Pero cuesta imaginar el paso atrás desde esta figura neoyorquina, parlante, ritual, acartonada y falsa hasta el efebo griego o la robusta afrodita tan naturales. Ninguna huella evolutiva parece atestiguar el salto en un sentido u otro del kuroi a Policleto, de quien sólo conocemos las réplicas de mármol de los copistas que, como es norma sin excepción, son artesanos sin talento.
La búsqueda de la perfección es tan vana como la búsqueda del absoluto.
Mejor la gracia, el gesto al vuelo, el ademán inocente, un ethos espontáneo y feliz que rehúye lo artificioso y el cálculo, una venus naturalis ya desprovista de ropajes y tabúes pero aún no corrompida por el propio temor al cuerpo e indiferente a sus desperfectos al paso del tiempo.
Puesto que las cosas bellas son difíciles, no hace falta, Fidias, como bien supiste ver, que revistas de oro a la diosa Minerva para que sea más diosa.
Te bastó con el marfil y la piedra que, asimismo, tan bellos son a la vista. Le bastó al pintor el simulado color de la carne.
Presas codiciadas del lienzo o la piedra, pocos favores reciben más allá de la mirada del sabio, del diletante o del solitario. La sutil cadencia del déhanchement basta para fustigar el deseo ante una naturaleza muerta por inmóvil y de fingida carnalidad. Es el regalo que ellas devuelven: la complacencia estéril, la fatiga esteta o los placeres ocultos.
Al paso del tiempo, sólo una anacrónica draperie mouillée, inteligente y calculada, manierista del todo, comprada en las más caras boutiques o descubierta en los magníficos y dorados shop fronts realza los encantos de aquellas sofisticadas neoyorquinas clientas del lujo, el cuero oloroso y las mejores sedas, coleccionistas de obras de arte contemporáneo y animadoras del té de las cinco.

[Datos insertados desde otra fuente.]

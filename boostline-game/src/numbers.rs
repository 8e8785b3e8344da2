//! Numeric conversion helpers centralizing the f32 config / f64 clock boundary.

use num_traits::cast::cast;

/// Widen configured seconds to clock precision, mapping non-finite or negative
/// values to zero.
#[must_use]
pub fn seconds(value: f32) -> f64 {
    if !value.is_finite() || value <= 0.0 {
        return 0.0;
    }
    f64::from(value)
}

/// Duration in seconds of a lerp advancing at `rate` progress per second.
#[must_use]
pub fn lerp_duration(rate: f32) -> f64 {
    if !rate.is_finite() || rate <= 0.0 {
        return 0.0;
    }
    1.0 / f64::from(rate)
}

/// Narrow a clock-domain progress value to a unit `f32`, returning 0.0 for NaN.
#[must_use]
pub fn unit_progress(value: f64) -> f32 {
    if value.is_nan() {
        return 0.0;
    }
    cast::<f64, f32>(value.clamp(0.0, 1.0)).unwrap_or(0.0)
}

/// Convert a count to f64 while allowing precision loss in a single location.
#[must_use]
pub fn count_to_f64(value: usize) -> f64 {
    cast::<usize, f64>(value).unwrap_or(0.0)
}
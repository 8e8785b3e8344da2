//! Trigger instances: boosters and hazards placed on the track.
//!
//! A trigger runs two independent machines:
//!
//! - a cooldown gate, closed for `cooldown_seconds` after every commit, which
//!   refuses contacts regardless of what the trigger looks like;
//! - the visual cycle `Active → Disappearing → Dormant → Reappearing → Active`.
//!   The collider is live only in `Active` (and only while enabled).
//!
//! Neither machine is tied to the lifetime of the effect it handed out: the
//! vehicle's slot expires the modifier on its own timer.
use serde::{Deserialize, Serialize};
use std::fmt;

use crate::catalog::BoosterType;
use crate::clock::{Clock, Continuation, TimerHandle};
use crate::config::{AnimationConfig, TriggerConfig, TriggerKind};
use crate::error::EffectError;
use crate::math::{Rgba, Vec3};
use crate::modifier::ModifierTemplate;
use crate::numbers::{seconds, unit_progress};
use crate::slot::ApplyMode;
use crate::vehicle::{Vehicle, VehicleId};
use crate::{EffectHandle, PresentationEffects, PresentationTarget};

#[derive(Debug, Clone, Copy, PartialEq, Eq, Hash, PartialOrd, Ord, Serialize, Deserialize)]
#[serde(transparent)]
pub struct TriggerId(pub u32);

impl fmt::Display for TriggerId {
    fn fmt(&self, f: &mut fmt::Formatter<'_>) -> fmt::Result {
        write!(f, "trigger #{}", self.0)
    }
}

#[derive(Debug, Clone, Copy, PartialEq, Eq, Serialize, Deserialize)]
#[serde(rename_all = "snake_case")]
pub enum VisualState {
    Active,
    /// Shrinking to zero; collider already off.
    Disappearing,
    /// Invisible, waiting for the respawn timer.
    Dormant,
    /// Growing back from zero; collider still off.
    Reappearing,
}

impl VisualState {
    #[must_use]
    pub const fn key(self) -> &'static str {
        match self {
            Self::Active => "active",
            Self::Disappearing => "disappearing",
            Self::Dormant => "dormant",
            Self::Reappearing => "reappearing",
        }
    }
}

/// Why a contact produced no effect.
#[derive(Debug, Clone, Copy, PartialEq, Eq)]
pub enum IgnoreReason {
    UnknownTrigger,
    NotAVehicle,
    CoolingDown,
    Disabled,
    Hidden,
    /// Non-stacking trigger and the vehicle already carries an effect.
    AlreadyAffected,
    /// The slot refused the modifier.
    Refused(EffectError),
}

#[derive(Debug, Clone, Copy, PartialEq, Eq)]
pub enum ContactOutcome {
    Committed {
        vehicle: VehicleId,
        expiry: TimerHandle,
    },
    Ignored(IgnoreReason),
}

impl ContactOutcome {
    #[must_use]
    pub const fn is_committed(&self) -> bool {
        matches!(self, Self::Committed { .. })
    }
}

#[derive(Debug, Clone)]
pub struct TriggerInstance {
    id: TriggerId,
    kind: TriggerKind,
    position: Vec3,
    template: ModifierTemplate,
    force_magnitude: f32,
    cooldown_seconds: f32,
    respawn_seconds: f32,
    can_stack: bool,
    color: Rgba,
    trigger_effect: Option<EffectHandle>,
    sound: Option<EffectHandle>,
    vehicle_aura: Option<EffectHandle>,
    animation: AnimationConfig,
    enabled: bool,
    visual_state: VisualState,
    phase_started_at: f64,
    cooldown_timer: Option<TimerHandle>,
    /// The single outstanding timer of the visual cycle (collapse end,
    /// respawn, grow end).
    respawn_timer: Option<TimerHandle>,
}

impl TriggerInstance {
    pub(crate) fn new(
        id: TriggerId,
        config: &TriggerConfig,
        position: Vec3,
        animation: AnimationConfig,
        enabled: bool,
    ) -> Self {
        Self {
            id,
            kind: config.kind,
            position,
            template: config.template(),
            force_magnitude: config.force_magnitude,
            cooldown_seconds: config.cooldown_seconds,
            respawn_seconds: config.respawn_seconds,
            can_stack: config.can_stack,
            color: config.color,
            trigger_effect: config.trigger_effect.clone(),
            sound: config.sound.clone(),
            vehicle_aura: config.vehicle_aura.clone(),
            animation,
            enabled,
            visual_state: VisualState::Active,
            phase_started_at: 0.0,
            cooldown_timer: None,
            respawn_timer: None,
        }
    }

    #[must_use]
    pub const fn id(&self) -> TriggerId {
        self.id
    }

    #[must_use]
    pub const fn kind(&self) -> TriggerKind {
        self.kind
    }

    #[must_use]
    pub const fn position(&self) -> Vec3 {
        self.position
    }

    #[must_use]
    pub const fn template(&self) -> &ModifierTemplate {
        &self.template
    }

    #[must_use]
    pub const fn force_magnitude(&self) -> f32 {
        self.force_magnitude
    }

    #[must_use]
    pub const fn cooldown_seconds(&self) -> f32 {
        self.cooldown_seconds
    }

    #[must_use]
    pub const fn respawn_seconds(&self) -> f32 {
        self.respawn_seconds
    }

    #[must_use]
    pub const fn can_stack(&self) -> bool {
        self.can_stack
    }

    #[must_use]
    pub const fn color(&self) -> Rgba {
        self.color
    }

    #[must_use]
    pub const fn trigger_effect(&self) -> Option<&EffectHandle> {
        self.trigger_effect.as_ref()
    }

    #[must_use]
    pub const fn sound(&self) -> Option<&EffectHandle> {
        self.sound.as_ref()
    }

    #[must_use]
    pub const fn vehicle_aura(&self) -> Option<&EffectHandle> {
        self.vehicle_aura.as_ref()
    }

    #[must_use]
    pub const fn visual_state(&self) -> VisualState {
        self.visual_state
    }

    #[must_use]
    pub const fn is_enabled(&self) -> bool {
        self.enabled
    }

    /// Whether a contact can currently reach this trigger at all.
    #[must_use]
    pub fn collider_enabled(&self) -> bool {
        self.enabled && self.visual_state == VisualState::Active
    }

    /// True while the cooldown gate is closed.
    #[must_use]
    pub const fn is_cooling_down(&self) -> bool {
        self.cooldown_timer.is_some()
    }

    #[must_use]
    pub const fn cooldown_timer(&self) -> Option<TimerHandle> {
        self.cooldown_timer
    }

    /// Outstanding step of the collapse, respawn and grow cycle.
    #[must_use]
    pub const fn cycle_timer(&self) -> Option<TimerHandle> {
        self.respawn_timer
    }

    #[must_use]
    pub const fn has_pending_timers(&self) -> bool {
        self.cooldown_timer.is_some() || self.respawn_timer.is_some()
    }

    /// Length of a full visual cycle started by one commit.
    #[must_use]
    pub fn cycle_seconds(&self) -> f64 {
        self.animation.collapse_seconds()
            + seconds(self.respawn_seconds)
            + self.animation.grow_seconds()
    }

    /// Mesh scale at `now`: 1 when active, 0 when dormant, lerped in between
    /// from the time elapsed in the current phase.
    #[must_use]
    pub fn visual_scale(&self, now: f64) -> f32 {
        let progress = |duration: f64| {
            if duration <= 0.0 {
                1.0
            } else {
                unit_progress((now - self.phase_started_at) / duration)
            }
        };
        match self.visual_state {
            VisualState::Active => 1.0,
            VisualState::Dormant => 0.0,
            VisualState::Disappearing => 1.0 - progress(self.animation.collapse_seconds()),
            VisualState::Reappearing => progress(self.animation.grow_seconds()),
        }
    }

    /// Resolve a contact with `vehicle`.
    ///
    /// Admissibility and commit happen in one call, so two contacts in the
    /// same step can never both pass the gate.
    pub fn contact<C, P>(
        &mut self,
        vehicle: &mut Vehicle,
        clock: &mut C,
        presentation: &mut P,
    ) -> ContactOutcome
    where
        C: Clock<Tag = Continuation> + ?Sized,
        P: PresentationEffects + ?Sized,
    {
        if self.cooldown_timer.is_some() {
            return ContactOutcome::Ignored(IgnoreReason::CoolingDown);
        }
        if !self.enabled {
            return ContactOutcome::Ignored(IgnoreReason::Disabled);
        }
        if self.visual_state != VisualState::Active {
            return ContactOutcome::Ignored(IgnoreReason::Hidden);
        }
        if !self.can_stack && vehicle.is_effect_active() {
            log::debug!(
                "{} ignored vehicle {}: effect already active",
                self.id,
                vehicle.id()
            );
            return ContactOutcome::Ignored(IgnoreReason::AlreadyAffected);
        }

        let mode = if self.can_stack {
            ApplyMode::Stack
        } else {
            ApplyMode::Exclusive
        };
        let expiry = match vehicle.apply_effect(
            self.template.stamp(self.id),
            mode,
            self.vehicle_aura.as_ref(),
            clock,
            presentation,
        ) {
            Ok(expiry) => expiry,
            Err(err) => {
                log::debug!("{} refused for vehicle {}: {err}", self.id, vehicle.id());
                return ContactOutcome::Ignored(IgnoreReason::Refused(err));
            }
        };

        if self.force_magnitude > 0.0 {
            if let Err(diagnostic) = vehicle.push_forward(self.force_magnitude) {
                log::warn!("{}: {diagnostic}", self.id);
            }
        }
        let here = PresentationTarget::Trigger(self.id);
        for handle in [self.trigger_effect.as_ref(), self.sound.as_ref()]
            .into_iter()
            .flatten()
        {
            presentation.play(handle, here);
        }

        self.cooldown_timer = Some(clock.schedule_after(
            seconds(self.cooldown_seconds),
            Continuation::CooldownElapsed { trigger: self.id },
        ));
        self.begin_phase(
            VisualState::Disappearing,
            self.animation.collapse_seconds(),
            clock,
        );
        log::info!(
            "{} ({}) committed x{:.2} for {:.1}s on vehicle {}",
            self.id,
            self.kind.key(),
            self.template.throttle_multiplier,
            self.template.duration_seconds,
            vehicle.id()
        );
        ContactOutcome::Committed {
            vehicle: vehicle.id(),
            expiry,
        }
    }

    /// Reopen the gate. Returns false for a stale handle.
    pub(crate) fn on_cooldown_elapsed(&mut self, handle: TimerHandle) -> bool {
        if self.cooldown_timer != Some(handle) {
            return false;
        }
        self.cooldown_timer = None;
        true
    }

    /// Advance the visual cycle. Returns the state entered, or `None` for a
    /// stale handle.
    pub(crate) fn on_cycle_step<C>(&mut self, handle: TimerHandle, clock: &mut C) -> Option<VisualState>
    where
        C: Clock<Tag = Continuation> + ?Sized,
    {
        if self.respawn_timer != Some(handle) {
            return None;
        }
        self.respawn_timer = None;
        match self.visual_state {
            VisualState::Disappearing => {
                self.begin_phase(VisualState::Dormant, seconds(self.respawn_seconds), clock);
            }
            VisualState::Dormant => {
                self.begin_phase(VisualState::Reappearing, self.animation.grow_seconds(), clock);
            }
            VisualState::Reappearing => {
                self.visual_state = VisualState::Active;
                self.phase_started_at = clock.now();
            }
            VisualState::Active => return None,
        }
        log::debug!("{} entered {}", self.id, self.visual_state.key());
        Some(self.visual_state)
    }

    /// Cancel every outstanding timer. Returns how many were still pending.
    pub(crate) fn cancel_timers<C>(&mut self, clock: &mut C) -> usize
    where
        C: Clock<Tag = Continuation> + ?Sized,
    {
        [self.cooldown_timer.take(), self.respawn_timer.take()]
            .into_iter()
            .flatten()
            .filter(|handle| clock.cancel(*handle))
            .count()
    }

    pub(crate) const fn set_enabled(&mut self, enabled: bool) {
        self.enabled = enabled;
    }

    pub(crate) const fn set_position(&mut self, position: Vec3) {
        self.position = position;
    }

    pub(crate) const fn retune(&mut self, multiplier: f32, duration_seconds: f32, force: f32) {
        self.template.throttle_multiplier = multiplier;
        self.template.duration_seconds = duration_seconds;
        self.force_magnitude = force;
    }

    /// Copy a preset's tuning and presentation onto this trigger.
    pub(crate) fn adopt_type(&mut self, preset: &BoosterType) {
        self.template.throttle_multiplier = preset.multiplier;
        self.template.duration_seconds = preset.duration;
        self.force_magnitude = preset.force;
        self.cooldown_seconds = preset.cooldown;
        self.color = preset.color;
        self.sound.clone_from(&preset.sound);
        self.trigger_effect.clone_from(&preset.particles);
    }

    fn begin_phase<C>(&mut self, state: VisualState, duration: f64, clock: &mut C)
    where
        C: Clock<Tag = Continuation> + ?Sized,
    {
        if let Some(stale) = self.respawn_timer.take() {
            clock.cancel(stale);
        }
        self.visual_state = state;
        self.phase_started_at = clock.now();
        self.respawn_timer = Some(clock.schedule_after(
            duration,
            Continuation::CycleStep { trigger: self.id },
        ));
    }
}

viernes, 10 de agosto de 2012

HESSE 68 (Diario secreto del blog, V)

La confusión considerada como una de las “bellas artes”.
Estrategias Para los Nuevos Tiempos de una Estética del Derribo.
Ininteligible:
“Haceos la guerra es el fin: el proyecto es no ganarla.”

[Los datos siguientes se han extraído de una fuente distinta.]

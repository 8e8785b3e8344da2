//! Construction-time configuration records.
//!
//! Every record has serde defaults for each field so partial JSON documents
//! fill in the stock tuning, plus a `validate` that rejects values the
//! state machines cannot honour.
use serde::{Deserialize, Serialize};

use crate::EffectHandle;
use crate::constants::{
    ANIMATION_RATE, BOOSTER_DURATION_SECONDS, BOOSTER_FORCE, BOOSTER_MULTIPLIER,
    BOOSTER_STEER_MULTIPLIER, DEFAULT_STEER_CEILING, DEFAULT_THROTTLE_CEILING, FX_BOOST_BURST,
    FX_BOOST_TRAIL, FX_HAZARD_SPARKS, FX_HAZARD_TINT, HAZARD_DURATION_SECONDS, HAZARD_MULTIPLIER,
    HAZARD_STEER_MULTIPLIER, MAX_TRIGGERS, SFX_BOOST, SFX_HAZARD, TRIGGER_COOLDOWN_SECONDS,
    TRIGGER_RESPAWN_SECONDS,
};
use crate::error::ConfigError;
use crate::math::Rgba;
use crate::modifier::{ModifierTemplate, VehicleParameters};
use crate::numbers::lerp_duration;
use crate::slot::StackPolicy;

/// Which family a trigger belongs to. Only presentation defaults differ; the
/// state machine is shared.
#[derive(Debug, Clone, Copy, PartialEq, Eq, Hash, Serialize, Deserialize, Default)]
#[serde(rename_all = "snake_case")]
pub enum TriggerKind {
    #[default]
    Booster,
    Hazard,
}

impl TriggerKind {
    #[must_use]
    pub const fn key(self) -> &'static str {
        match self {
            Self::Booster => "booster",
            Self::Hazard => "hazard",
        }
    }
}

/// Per-trigger tuning.
#[derive(Debug, Clone, PartialEq, Serialize, Deserialize)]
pub struct TriggerConfig {
    #[serde(default)]
    pub kind: TriggerKind,
    #[serde(default = "TriggerConfig::default_multiplier")]
    pub multiplier: f32,
    #[serde(default = "TriggerConfig::default_steer_multiplier")]
    pub steer_multiplier: f32,
    #[serde(default = "TriggerConfig::default_duration")]
    pub duration_seconds: f32,
    #[serde(default = "TriggerConfig::default_force")]
    pub force_magnitude: f32,
    #[serde(default = "TriggerConfig::default_cooldown")]
    pub cooldown_seconds: f32,
    #[serde(default)]
    pub can_stack: bool,
    #[serde(default = "TriggerConfig::default_respawn")]
    pub respawn_seconds: f32,
    #[serde(default = "TriggerConfig::default_color")]
    pub color: Rgba,
    /// One-shot particles played at the trigger on commit.
    #[serde(default)]
    pub trigger_effect: Option<EffectHandle>,
    /// One-shot sound played at the trigger on commit.
    #[serde(default)]
    pub sound: Option<EffectHandle>,
    /// Vehicle-bound effect kept running while the modifier is active.
    #[serde(default)]
    pub vehicle_aura: Option<EffectHandle>,
}

impl Default for TriggerConfig {
    fn default() -> Self {
        Self::booster()
    }
}

impl TriggerConfig {
    const fn default_multiplier() -> f32 {
        BOOSTER_MULTIPLIER
    }

    const fn default_steer_multiplier() -> f32 {
        BOOSTER_STEER_MULTIPLIER
    }

    const fn default_duration() -> f32 {
        BOOSTER_DURATION_SECONDS
    }

    const fn default_force() -> f32 {
        BOOSTER_FORCE
    }

    const fn default_cooldown() -> f32 {
        TRIGGER_COOLDOWN_SECONDS
    }

    const fn default_respawn() -> f32 {
        TRIGGER_RESPAWN_SECONDS
    }

    const fn default_color() -> Rgba {
        Rgba::CYAN
    }

    /// Speed booster: doubles the throttle ceiling and kicks the kart forward.
    #[must_use]
    pub fn booster() -> Self {
        Self {
            kind: TriggerKind::Booster,
            multiplier: BOOSTER_MULTIPLIER,
            steer_multiplier: BOOSTER_STEER_MULTIPLIER,
            duration_seconds: BOOSTER_DURATION_SECONDS,
            force_magnitude: BOOSTER_FORCE,
            cooldown_seconds: TRIGGER_COOLDOWN_SECONDS,
            can_stack: false,
            respawn_seconds: TRIGGER_RESPAWN_SECONDS,
            color: Rgba::CYAN,
            trigger_effect: Some(EffectHandle::new(FX_BOOST_BURST)),
            sound: Some(EffectHandle::new(SFX_BOOST)),
            vehicle_aura: Some(EffectHandle::new(FX_BOOST_TRAIL)),
        }
    }

    /// Slowing hazard: cuts the throttle ceiling, leaves steering alone and
    /// tints the vehicle until the effect wears off.
    #[must_use]
    pub fn hazard() -> Self {
        Self {
            kind: TriggerKind::Hazard,
            multiplier: HAZARD_MULTIPLIER,
            steer_multiplier: HAZARD_STEER_MULTIPLIER,
            duration_seconds: HAZARD_DURATION_SECONDS,
            force_magnitude: 0.0,
            cooldown_seconds: TRIGGER_COOLDOWN_SECONDS,
            can_stack: false,
            respawn_seconds: TRIGGER_RESPAWN_SECONDS,
            color: Rgba::YELLOW,
            trigger_effect: Some(EffectHandle::new(FX_HAZARD_SPARKS)),
            sound: Some(EffectHandle::new(SFX_HAZARD)),
            vehicle_aura: Some(EffectHandle::new(FX_HAZARD_TINT)),
        }
    }

    #[must_use]
    pub fn with_stacking(mut self, can_stack: bool) -> Self {
        self.can_stack = can_stack;
        self
    }

    #[must_use]
    pub fn with_timing(mut self, cooldown_seconds: f32, respawn_seconds: f32) -> Self {
        self.cooldown_seconds = cooldown_seconds;
        self.respawn_seconds = respawn_seconds;
        self
    }

    /// Modifier recipe derived from this config.
    #[must_use]
    pub const fn template(&self) -> ModifierTemplate {
        ModifierTemplate {
            throttle_multiplier: self.multiplier,
            steer_multiplier: self.steer_multiplier,
            duration_seconds: self.duration_seconds,
        }
    }

    /// # Errors
    ///
    /// Returns an error when a multiplier is not positive, a duration, force
    /// or delay is negative, or a color channel leaves `0..=1`.
    pub fn validate(&self) -> Result<(), ConfigError> {
        validate_tuning(self.multiplier, self.duration_seconds, self.force_magnitude)?;
        require_positive("trigger.steer_multiplier", self.steer_multiplier)?;
        require_non_negative("trigger.cooldown_seconds", self.cooldown_seconds)?;
        require_non_negative("trigger.respawn_seconds", self.respawn_seconds)?;
        validate_color(self.color)
    }
}

/// Checks shared by trigger configs, global retuning and catalog presets.
///
/// # Errors
///
/// Returns an error when `multiplier` is not positive or `duration_seconds`
/// or `force` is negative. Non-finite values are always rejected.
pub fn validate_tuning(
    multiplier: f32,
    duration_seconds: f32,
    force: f32,
) -> Result<(), ConfigError> {
    require_positive("trigger.multiplier", multiplier)?;
    require_non_negative("trigger.duration_seconds", duration_seconds)?;
    require_non_negative("trigger.force_magnitude", force)
}

pub(crate) fn require_positive(field: &'static str, value: f32) -> Result<(), ConfigError> {
    if value > 0.0 && value.is_finite() {
        Ok(())
    } else {
        Err(ConfigError::MinViolation {
            field,
            min: f32::EPSILON,
            value,
        })
    }
}

pub(crate) fn require_non_negative(field: &'static str, value: f32) -> Result<(), ConfigError> {
    if value >= 0.0 && value.is_finite() {
        Ok(())
    } else {
        Err(ConfigError::MinViolation {
            field,
            min: 0.0,
            value,
        })
    }
}

pub(crate) fn validate_color(color: Rgba) -> Result<(), ConfigError> {
    for (field, value) in [
        ("trigger.color.r", color.r),
        ("trigger.color.g", color.g),
        ("trigger.color.b", color.b),
        ("trigger.color.a", color.a),
    ] {
        if !(0.0..=1.0).contains(&value) {
            return Err(ConfigError::RangeViolation {
                field,
                min: 0.0,
                max: 1.0,
                value,
            });
        }
    }
    Ok(())
}

/// Registry-level settings.
#[derive(Debug, Clone, Copy, PartialEq, Eq, Serialize, Deserialize)]
pub struct RegistryConfig {
    #[serde(default = "RegistryConfig::default_max_triggers")]
    pub max_triggers: usize,
    #[serde(default = "RegistryConfig::default_enabled")]
    pub enabled: bool,
}

impl Default for RegistryConfig {
    fn default() -> Self {
        Self {
            max_triggers: Self::default_max_triggers(),
            enabled: Self::default_enabled(),
        }
    }
}

impl RegistryConfig {
    const fn default_max_triggers() -> usize {
        MAX_TRIGGERS
    }

    const fn default_enabled() -> bool {
        true
    }
}

/// Collapse/grow lerp speeds in progress per second.
#[derive(Debug, Clone, Copy, PartialEq, Serialize, Deserialize)]
pub struct AnimationConfig {
    #[serde(default = "AnimationConfig::default_rate")]
    pub collapse_rate: f32,
    #[serde(default = "AnimationConfig::default_rate")]
    pub grow_rate: f32,
}

impl Default for AnimationConfig {
    fn default() -> Self {
        Self {
            collapse_rate: Self::default_rate(),
            grow_rate: Self::default_rate(),
        }
    }
}

impl AnimationConfig {
    const fn default_rate() -> f32 {
        ANIMATION_RATE
    }

    #[must_use]
    pub fn collapse_seconds(&self) -> f64 {
        lerp_duration(self.collapse_rate)
    }

    #[must_use]
    pub fn grow_seconds(&self) -> f64 {
        lerp_duration(self.grow_rate)
    }

    /// # Errors
    ///
    /// Returns an error when either rate is not strictly positive.
    pub fn validate(&self) -> Result<(), ConfigError> {
        for (field, value) in [
            ("animation.collapse_rate", self.collapse_rate),
            ("animation.grow_rate", self.grow_rate),
        ] {
            if !(value > 0.0) || !value.is_finite() {
                return Err(ConfigError::MinViolation {
                    field,
                    min: f32::EPSILON,
                    value,
                });
            }
        }
        Ok(())
    }
}

/// Spawn-time ceilings for vehicles created without explicit parameters.
#[derive(Debug, Clone, Copy, PartialEq, Serialize, Deserialize)]
pub struct VehicleDefaults {
    #[serde(default = "VehicleDefaults::default_throttle")]
    pub throttle_ceiling: f32,
    #[serde(default = "VehicleDefaults::default_steer")]
    pub steer_ceiling: f32,
}

impl Default for VehicleDefaults {
    fn default() -> Self {
        Self {
            throttle_ceiling: Self::default_throttle(),
            steer_ceiling: Self::default_steer(),
        }
    }
}

impl VehicleDefaults {
    const fn default_throttle() -> f32 {
        DEFAULT_THROTTLE_CEILING
    }

    const fn default_steer() -> f32 {
        DEFAULT_STEER_CEILING
    }

    #[must_use]
    pub const fn parameters(&self) -> VehicleParameters {
        VehicleParameters::new(self.throttle_ceiling, self.steer_ceiling)
    }
}

/// Everything the engine accepts at construction.
#[derive(Debug, Clone, PartialEq, Serialize, Deserialize, Default)]
pub struct EngineConfig {
    #[serde(default)]
    pub registry: RegistryConfig,
    #[serde(default)]
    pub stack: StackPolicy,
    #[serde(default)]
    pub animation: AnimationConfig,
    #[serde(default)]
    pub vehicle: VehicleDefaults,
}

impl EngineConfig {
    /// Parse and validate a JSON document; missing fields take defaults.
    ///
    /// # Errors
    ///
    /// Returns an error if the JSON cannot be parsed or validation fails.
    pub fn from_json(json: &str) -> Result<Self, ConfigError> {
        let config: Self =
            serde_json::from_str(json).map_err(|e| ConfigError::Parse(e.to_string()))?;
        config.validate()?;
        Ok(config)
    }

    /// # Errors
    ///
    /// Returns the first invariant violation found.
    pub fn validate(&self) -> Result<(), ConfigError> {
        self.stack.validate()?;
        self.animation.validate()?;
        for (field, value) in [
            ("vehicle.throttle_ceiling", self.vehicle.throttle_ceiling),
            ("vehicle.steer_ceiling", self.vehicle.steer_ceiling),
        ] {
            if !(value >= 0.0) || !value.is_finite() {
                return Err(ConfigError::MinViolation {
                    field,
                    min: 0.0,
                    value,
                });
            }
        }
        Ok(())
    }
}

#[cfg(test)]
mod tests {
    use super::*;

    #[test]
    fn presets_match_stock_tuning() {
        let booster = TriggerConfig::booster();
        assert!((booster.multiplier - 2.0).abs() <= f32::EPSILON);
        assert!((booster.steer_multiplier - 0.8).abs() <= f32::EPSILON);
        assert!((booster.force_magnitude - 5000.0).abs() <= f32::EPSILON);
        assert!(!booster.can_stack);

        let hazard = TriggerConfig::hazard();
        assert_eq!(hazard.kind, TriggerKind::Hazard);
        assert!((hazard.multiplier - 0.4).abs() <= f32::EPSILON);
        assert!((hazard.steer_multiplier - 1.0).abs() <= f32::EPSILON);
        assert!(hazard.force_magnitude.abs() <= f32::EPSILON);
        assert!(hazard.validate().is_ok());
    }

    #[test]
    fn validation_rejects_bad_values() {
        let mut cfg = TriggerConfig::booster();
        cfg.multiplier = 0.0;
        assert!(matches!(
            cfg.validate(),
            Err(ConfigError::MinViolation {
                field: "trigger.multiplier",
                ..
            })
        ));
        let mut cfg = TriggerConfig::booster();
        cfg.cooldown_seconds = -1.0;
        assert!(cfg.validate().is_err());
        let mut cfg = TriggerConfig::booster();
        cfg.duration_seconds = f32::NAN;
        assert!(cfg.validate().is_err());
        let mut cfg = TriggerConfig::hazard();
        cfg.color.g = 1.5;
        assert!(matches!(
            cfg.validate(),
            Err(ConfigError::RangeViolation {
                field: "trigger.color.g",
                ..
            })
        ));
    }

    #[test]
    fn tuning_checks_reject_non_finite_values() {
        assert!(validate_tuning(1.5, 4.0, 1200.0).is_ok());
        assert!(validate_tuning(1.5, 0.0, 0.0).is_ok());
        assert!(matches!(
            validate_tuning(f32::NAN, 4.0, 0.0),
            Err(ConfigError::MinViolation {
                field: "trigger.multiplier",
                ..
            })
        ));
        assert!(validate_tuning(2.0, -5.0, 0.0).is_err());
        assert!(validate_tuning(2.0, 3.0, f32::INFINITY).is_err());
    }

    #[test]
    fn engine_config_fills_defaults_from_partial_json() {
        let cfg = EngineConfig::from_json(r#"{"registry":{"max_triggers":4},"stack":{}}"#)
            .expect("valid config");
        assert_eq!(cfg.registry.max_triggers, 4);
        assert!(cfg.registry.enabled);
        assert_eq!(cfg.stack, StackPolicy::default());
        assert!((cfg.animation.collapse_seconds() - 1.0 / 3.0).abs() < 1e-6);
        assert!((cfg.vehicle.throttle_ceiling - 2000.0).abs() <= f32::EPSILON);
    }

    #[test]
    fn engine_config_reports_parse_and_range_errors() {
        assert!(matches!(
            EngineConfig::from_json("{not json"),
            Err(ConfigError::Parse(_))
        ));
        assert!(EngineConfig::from_json(r#"{"animation":{"collapse_rate":0.0}}"#).is_err());
    }

    #[test]
    fn trigger_config_deserializes_with_defaults() {
        let cfg: TriggerConfig =
            serde_json::from_str(r#"{"kind":"hazard","multiplier":0.5}"#).unwrap();
        assert_eq!(cfg.kind, TriggerKind::Hazard);
        assert!((cfg.multiplier - 0.5).abs() <= f32::EPSILON);
        assert!((cfg.respawn_seconds - 5.0).abs() <= f32::EPSILON);
        assert!(cfg.vehicle_aura.is_none());
    }
}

Ironía es el dibujo del boceto. Humor es la obra acabada en posición de firmes y a vuestras órdenes en la galería.

Una estética sin canon, sin referentes, lejos del combate de la provocación y las lógicas conocidas… ¿Cómo osas enjuiciarla, cretino? ¿Qué vara de medir? ¿Qué romana con que sopesar? ¿Qué tiempo de Greenwich para datar?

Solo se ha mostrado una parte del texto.